*** Opening Source data ***

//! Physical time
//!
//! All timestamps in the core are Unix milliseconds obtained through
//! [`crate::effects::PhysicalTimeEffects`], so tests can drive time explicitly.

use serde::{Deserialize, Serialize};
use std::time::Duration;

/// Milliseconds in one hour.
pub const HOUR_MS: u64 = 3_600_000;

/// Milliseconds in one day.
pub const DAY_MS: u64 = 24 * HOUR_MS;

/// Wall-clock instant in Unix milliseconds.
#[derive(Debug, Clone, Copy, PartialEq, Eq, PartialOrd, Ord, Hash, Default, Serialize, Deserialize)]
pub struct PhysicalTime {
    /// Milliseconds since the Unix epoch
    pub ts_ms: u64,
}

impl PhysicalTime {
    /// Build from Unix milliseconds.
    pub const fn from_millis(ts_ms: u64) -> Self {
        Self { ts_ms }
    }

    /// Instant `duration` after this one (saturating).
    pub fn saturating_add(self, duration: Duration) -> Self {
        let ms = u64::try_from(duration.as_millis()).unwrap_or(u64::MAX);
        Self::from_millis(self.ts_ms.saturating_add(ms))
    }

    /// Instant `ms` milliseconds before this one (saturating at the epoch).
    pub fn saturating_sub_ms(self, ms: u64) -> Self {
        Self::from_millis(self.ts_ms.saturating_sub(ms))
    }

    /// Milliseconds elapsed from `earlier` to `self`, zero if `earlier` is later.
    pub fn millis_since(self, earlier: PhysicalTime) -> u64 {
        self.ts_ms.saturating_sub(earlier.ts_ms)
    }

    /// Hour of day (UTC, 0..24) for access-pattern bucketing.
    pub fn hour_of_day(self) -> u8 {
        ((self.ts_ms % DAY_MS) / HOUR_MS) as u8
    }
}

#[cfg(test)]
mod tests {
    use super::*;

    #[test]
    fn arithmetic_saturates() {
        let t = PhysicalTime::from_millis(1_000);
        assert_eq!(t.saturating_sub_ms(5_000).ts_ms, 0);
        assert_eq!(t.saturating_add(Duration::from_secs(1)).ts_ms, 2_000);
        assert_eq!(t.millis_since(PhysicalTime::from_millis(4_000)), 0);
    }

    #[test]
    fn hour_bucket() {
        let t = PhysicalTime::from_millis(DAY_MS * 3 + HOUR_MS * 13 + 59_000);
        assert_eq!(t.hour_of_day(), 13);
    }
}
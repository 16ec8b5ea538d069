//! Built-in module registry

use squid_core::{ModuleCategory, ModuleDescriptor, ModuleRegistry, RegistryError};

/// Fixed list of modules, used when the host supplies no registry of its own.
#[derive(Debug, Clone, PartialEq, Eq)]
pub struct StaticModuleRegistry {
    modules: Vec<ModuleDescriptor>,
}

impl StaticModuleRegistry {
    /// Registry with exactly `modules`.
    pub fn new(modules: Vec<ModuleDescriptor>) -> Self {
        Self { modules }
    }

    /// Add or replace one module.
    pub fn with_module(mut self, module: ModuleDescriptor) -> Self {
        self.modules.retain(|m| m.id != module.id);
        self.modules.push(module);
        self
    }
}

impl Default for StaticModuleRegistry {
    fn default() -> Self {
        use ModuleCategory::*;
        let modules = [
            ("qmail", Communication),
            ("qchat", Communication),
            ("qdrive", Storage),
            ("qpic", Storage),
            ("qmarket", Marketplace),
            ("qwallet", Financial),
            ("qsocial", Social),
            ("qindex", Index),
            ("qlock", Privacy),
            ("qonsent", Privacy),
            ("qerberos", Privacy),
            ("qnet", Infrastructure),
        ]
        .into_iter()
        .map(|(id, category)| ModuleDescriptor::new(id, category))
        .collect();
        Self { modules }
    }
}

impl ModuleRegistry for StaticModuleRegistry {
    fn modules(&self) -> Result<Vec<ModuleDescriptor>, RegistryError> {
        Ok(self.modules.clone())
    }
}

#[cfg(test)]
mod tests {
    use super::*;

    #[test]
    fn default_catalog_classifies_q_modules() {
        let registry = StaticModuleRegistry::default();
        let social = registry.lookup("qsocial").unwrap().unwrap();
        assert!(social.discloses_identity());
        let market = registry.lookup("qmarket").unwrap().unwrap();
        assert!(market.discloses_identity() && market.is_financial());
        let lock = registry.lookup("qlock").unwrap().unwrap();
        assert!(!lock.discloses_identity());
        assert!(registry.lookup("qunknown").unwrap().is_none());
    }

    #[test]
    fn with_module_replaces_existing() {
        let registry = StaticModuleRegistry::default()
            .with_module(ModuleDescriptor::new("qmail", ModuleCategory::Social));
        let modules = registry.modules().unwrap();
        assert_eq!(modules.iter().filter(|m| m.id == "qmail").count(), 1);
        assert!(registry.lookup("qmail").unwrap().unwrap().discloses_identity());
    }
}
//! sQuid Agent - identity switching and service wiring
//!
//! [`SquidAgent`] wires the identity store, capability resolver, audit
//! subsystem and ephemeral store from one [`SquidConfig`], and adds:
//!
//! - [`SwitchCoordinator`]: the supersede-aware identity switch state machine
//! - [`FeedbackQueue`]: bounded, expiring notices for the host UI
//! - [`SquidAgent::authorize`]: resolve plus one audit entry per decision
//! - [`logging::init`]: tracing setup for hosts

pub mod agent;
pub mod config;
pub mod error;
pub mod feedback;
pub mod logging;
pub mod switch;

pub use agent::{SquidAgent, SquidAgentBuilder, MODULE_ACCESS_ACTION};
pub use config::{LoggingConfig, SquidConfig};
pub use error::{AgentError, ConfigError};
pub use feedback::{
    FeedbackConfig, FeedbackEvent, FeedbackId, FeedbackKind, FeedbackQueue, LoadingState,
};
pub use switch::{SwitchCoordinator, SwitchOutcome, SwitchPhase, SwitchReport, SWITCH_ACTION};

*** Closing Source data ***

Each of the records should be written out again, exactly as it reads.

//! Physical time
//!
//! All timestamps in the core are Unix milliseconds obtained through
//! [`crate::effects::PhysicalTimeEffects`], so tests can drive time explicitly.

use serde::{Deserialize, Serialize};
use std::time::Duration;

/// Milliseconds in one hour.
pub const HOUR_MS: u64 = 3_600_000;

/// Milliseconds in one day.
pub const DAY_MS: u64 = 24 * HOUR_MS;

/// Wall-clock instant in Unix milliseconds.
#[derive(Debug, Clone, Copy, PartialEq, Eq, PartialOrd, Ord, Hash, Default, Serialize, Deserialize)]
pub struct PhysicalTime {
    /// Milliseconds since the Unix epoch
    pub ts_ms: u64,
}

impl PhysicalTime {
    /// Build from Unix milliseconds.
    pub const fn from_millis(ts_ms: u64) -> Self {
        Self { ts_ms }
    }

    /// Instant `duration` after this one (saturating).
    pub fn saturating_add(self, duration: Duration) -> Self {
        let ms = u64::try_from(duration.as_millis()).unwrap_or(u64::MAX);
        Self::from_millis(self.ts_ms.saturating_add(ms))
    }

    /// Instant `ms` milliseconds before this one (saturating at the epoch).
    pub fn saturating_sub_ms(self, ms: u64) -> Self {
        Self::from_millis(self.ts_ms.saturating_sub(ms))
    }

    /// Milliseconds elapsed from `earlier` to `self`, zero if `earlier` is later.
    pub fn millis_since(self, earlier: PhysicalTime) -> u64 {
        self.ts_ms.saturating_sub(earlier.ts_ms)
    }

    /// Hour of day (UTC, 0..24) for access-pattern bucketing.
    pub fn hour_of_day(self) -> u8 {
        ((self.ts_ms % DAY_MS) / HOUR_MS) as u8
    }
}

#[cfg(test)]
mod tests {
    use super::*;

    #[test]
    fn arithmetic_saturates() {
        let t = PhysicalTime::from_millis(1_000);
        assert_eq!(t.saturating_sub_ms(5_000).ts_ms, 0);
        assert_eq!(t.saturating_add(Duration::from_secs(1)).ts_ms, 2_000);
        assert_eq!(t.millis_since(PhysicalTime::from_millis(4_000)), 0);
    }

    #[test]
    fn hour_bucket() {
        let t = PhysicalTime::from_millis(DAY_MS * 3 + HOUR_MS * 13 + 59_000);
        assert_eq!(t.hour_of_day(), 13);
    }
}
repository 16ec8b5ea538d069
//! Built-in module registry

use squid_core::{ModuleCategory, ModuleDescriptor, ModuleRegistry, RegistryError};

/// Fixed list of modules, used when the host supplies no registry of its own.
#[derive(Debug, Clone, PartialEq, Eq)]
pub struct StaticModuleRegistry {
    modules: Vec<ModuleDescriptor>,
}

impl StaticModuleRegistry {
    /// Registry with exactly `modules`.
    pub fn new(modules: Vec<ModuleDescriptor>) -> Self {
        Self { modules }
    }

    /// Add or replace one module.
    pub fn with_module(mut self, module: ModuleDescriptor) -> Self {
        self.modules.retain(|m| m.id != module.id);
        self.modules.push(module);
        self
    }
}

impl Default for StaticModuleRegistry {
    fn default() -> Self {
        use ModuleCategory::*;
        let modules = [
            ("qmail", Communication),
            ("qchat", Communication),
            ("qdrive", Storage),
            ("qpic", Storage),
            ("qmarket", Marketplace),
            ("qwallet", Financial),
            ("qsocial", Social),
            ("qindex", Index),
            ("qlock", Privacy),
            ("qonsent", Privacy),
            ("qerberos", Privacy),
            ("qnet", Infrastructure),
        ]
        .into_iter()
        .map(|(id, category)| ModuleDescriptor::new(id, category))
        .collect();
        Self { modules }
    }
}

impl ModuleRegistry for StaticModuleRegistry {
    fn modules(&self) -> Result<Vec<ModuleDescriptor>, RegistryError> {
        Ok(self.modules.clone())
    }
}

#[cfg(test)]
mod tests {
    use super::*;

    #[test]
    fn default_catalog_classifies_q_modules() {
        let registry = StaticModuleRegistry::default();
        let social = registry.lookup("qsocial").unwrap().unwrap();
        assert!(social.discloses_identity());
        let market = registry.lookup("qmarket").unwrap().unwrap();
        assert!(market.discloses_identity() && market.is_financial());
        let lock = registry.lookup("qlock").unwrap().unwrap();
        assert!(!lock.discloses_identity());
        assert!(registry.lookup("qunknown").unwrap().is_none());
    }

    #[test]
    fn with_module_replaces_existing() {
        let registry = StaticModuleRegistry::default()
            .with_module(ModuleDescriptor::new("qmail", ModuleCategory::Social));
        let modules = registry.modules().unwrap();
        assert_eq!(modules.iter().filter(|m| m.id == "qmail").count(), 1);
        assert!(registry.lookup("qmail").unwrap().unwrap().discloses_identity());
    }
}
//! sQuid Agent - identity switching and service wiring
//!
//! [`SquidAgent`] wires the identity store, capability resolver, audit
//! subsystem and ephemeral store from one [`SquidConfig`], and adds:
//!
//! - [`SwitchCoordinator`]: the supersede-aware identity switch state machine
//! - [`FeedbackQueue`]: bounded, expiring notices for the host UI
//! - [`SquidAgent::authorize`]: resolve plus one audit entry per decision
//! - [`logging::init`]: tracing setup for hosts

pub mod agent;
pub mod config;
pub mod error;
pub mod feedback;
pub mod logging;
pub mod switch;

pub use agent::{SquidAgent, SquidAgentBuilder, MODULE_ACCESS_ACTION};
pub use config::{LoggingConfig, SquidConfig};
pub use error::{AgentError, ConfigError};
pub use feedback::{
    FeedbackConfig, FeedbackEvent, FeedbackId, FeedbackKind, FeedbackQueue, LoadingState,
};
pub use switch::{SwitchCoordinator, SwitchOutcome, SwitchPhase, SwitchReport, SWITCH_ACTION};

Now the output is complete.